Since prisoners are only temporary, involuntary residents of Concord, Dane maintained they should not vote in local elections in municipalities where prisons are located but in the places where they lived, by absentee ballot.  

Their right to vote in state and federal elections was protected by the state Constitution, he said.  

The lawyer requested the Board of Registrars go back to the prison and query the newly registered voters about their residencies by asking about the address on their driver’s license, where their children were in school, and “so on and so on,” Dane said.  

The inmates did not cooperate on the advice of their lawyer.  

An explosive case 

Dane then filed suit in the state Supreme Judicial Court, which sent the case back to Suffolk Superior Court for a hearing.  

Driving into Boston on the day of that hearing, Dane heard on the radio that a bomb went off in the courthouse, injuring 19 people.  

Dane was not sure if the bomb was meant to send a message about the Concord case or about another case that day: that of Susan Saxe. The radical was on the FBI’s most wanted list, along with Katherine Ann Power, now a Concord resident, and others. They participated in a bank robbery that resulted in the death of a policeman.  

A temporary injunction allowed the registered voters from the prison to take part, but their votes would be impounded until the court reached a decision.  

In one of the largest turnouts for a local election, Velleca was soundly defeated, garnering 599 votes. The top two and winning candidates received 4,357 and 3,794, respectively. 

Henry Dane, left, with U.S. Rep. Thomas P. “Tip” O’Neill and his parents, Bella and Maxwell Dane, around the time prisoners were registered to vote.

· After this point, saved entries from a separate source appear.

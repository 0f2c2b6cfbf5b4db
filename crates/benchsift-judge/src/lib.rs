//! Optional LLM grading of validated candidates.
//!
//! A [`Judge`] asks a chat model to score a candidate's diff against each
//! [`rubric::Rubric`]. Replies that cannot be parsed into a bounded score are
//! retried a fixed number of times and then treated as absent.

pub mod llm;
mod response;
pub mod rubric;

use std::collections::BTreeMap;
use std::sync::Arc;

use benchsift_core::{BenchsiftError, JudgeConfig, PullRequestCandidate};

pub use llm::{ChatBackend, ChatMessage, LlmClient};
pub use response::{parse_response, JudgeScore};
pub use rubric::Rubric;

/// Scores candidates against rubric categories.
pub struct Judge {
    backend: Arc<dyn ChatBackend>,
    config: JudgeConfig,
}

impl Judge {
    /// A judge talking to `backend`.
    pub fn new(backend: Arc<dyn ChatBackend>, config: JudgeConfig) -> Self {
        Self { backend, config }
    }

    /// A judge using the OpenAI-compatible endpoint from `config`.
    ///
    /// # Errors
    ///
    /// Returns [`BenchsiftError::Llm`] if the HTTP client cannot be built.
    pub fn from_config(config: &JudgeConfig) -> Result<Self, BenchsiftError> {
        let client = LlmClient::new(config)?;
        Ok(Self::new(Arc::new(client), config.clone()))
    }

    /// Score one category.
    ///
    /// Request failures and malformed replies both use up an attempt.
    /// Returns `None` once `max_attempts` are spent.
    pub async fn score(
        &self,
        candidate: &PullRequestCandidate,
        diff: &str,
        rubric: &Rubric,
    ) -> Option<JudgeScore> {
        let (min, max) = (self.config.min_score, self.config.max_score);
        let prompt = rubric::build_prompt(candidate, diff, rubric, min, max);
        let attempts = self.config.max_attempts.max(1);

        for attempt in 1..=attempts {
            let messages = vec![
                ChatMessage::system(rubric::SYSTEM_PROMPT),
                ChatMessage::user(prompt.as_str()),
            ];
            let failure = match self.backend.chat(messages).await {
                Ok(reply) => match parse_response(&reply, min, max) {
                    Ok(score) => {
                        tracing::debug!(
                            pr = candidate.number,
                            category = rubric.key,
                            score = score.score,
                            "judge scored"
                        );
                        return Some(score);
                    }
                    Err(e) => e,
                },
                Err(e) => e,
            };
            tracing::warn!(
                pr = candidate.number,
                category = rubric.key,
                attempt,
                max_attempts = attempts,
                error = %failure,
                "judge reply unusable"
            );
        }
        None
    }

    /// Score every category in [`rubric::ALL`], keyed by category key.
    pub async fn score_all(
        &self,
        candidate: &PullRequestCandidate,
        diff: &str,
    ) -> BTreeMap<String, Option<JudgeScore>> {
        let mut scores = BTreeMap::new();
        for rubric in &rubric::ALL {
            let score = self.score(candidate, diff, rubric).await;
            scores.insert(rubric.key.to_string(), score);
        }
        scores
    }
}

One of O’Neill’s most famous quotes is, “All politics is local.” Photo courtesy of Henry Dane 

 Then and now 

The state Supreme Judicial Court found in favor of Dane in 1978. Convicts and former inmates are legally entitled to vote in their home community, not in the city or town where they are imprisoned, unless they are residents or can prove intent to remain in the community.  

In 2000, an amendment to the Massachusetts Constitution made it illegal for prisoners to vote.  

As of 2023, only two states and Washington D.C. allow incarcerated people to vote. Others, including Massachusetts, restore the right to vote when their prison sentences, and sometimes parole, are complete. Ten states do not restore the right to vote automatically but may on a case-to-case basis, according to Ballotpedia.  

Velleca, the inmate candidate who former Boston Globe columnist Mike Barnicle called “my expert on criminal justice,” was paroled and became a lay preacher.  

He died in the pulpit of a Saugus Church in 1980.  

MCI-Concord is slated to close in June.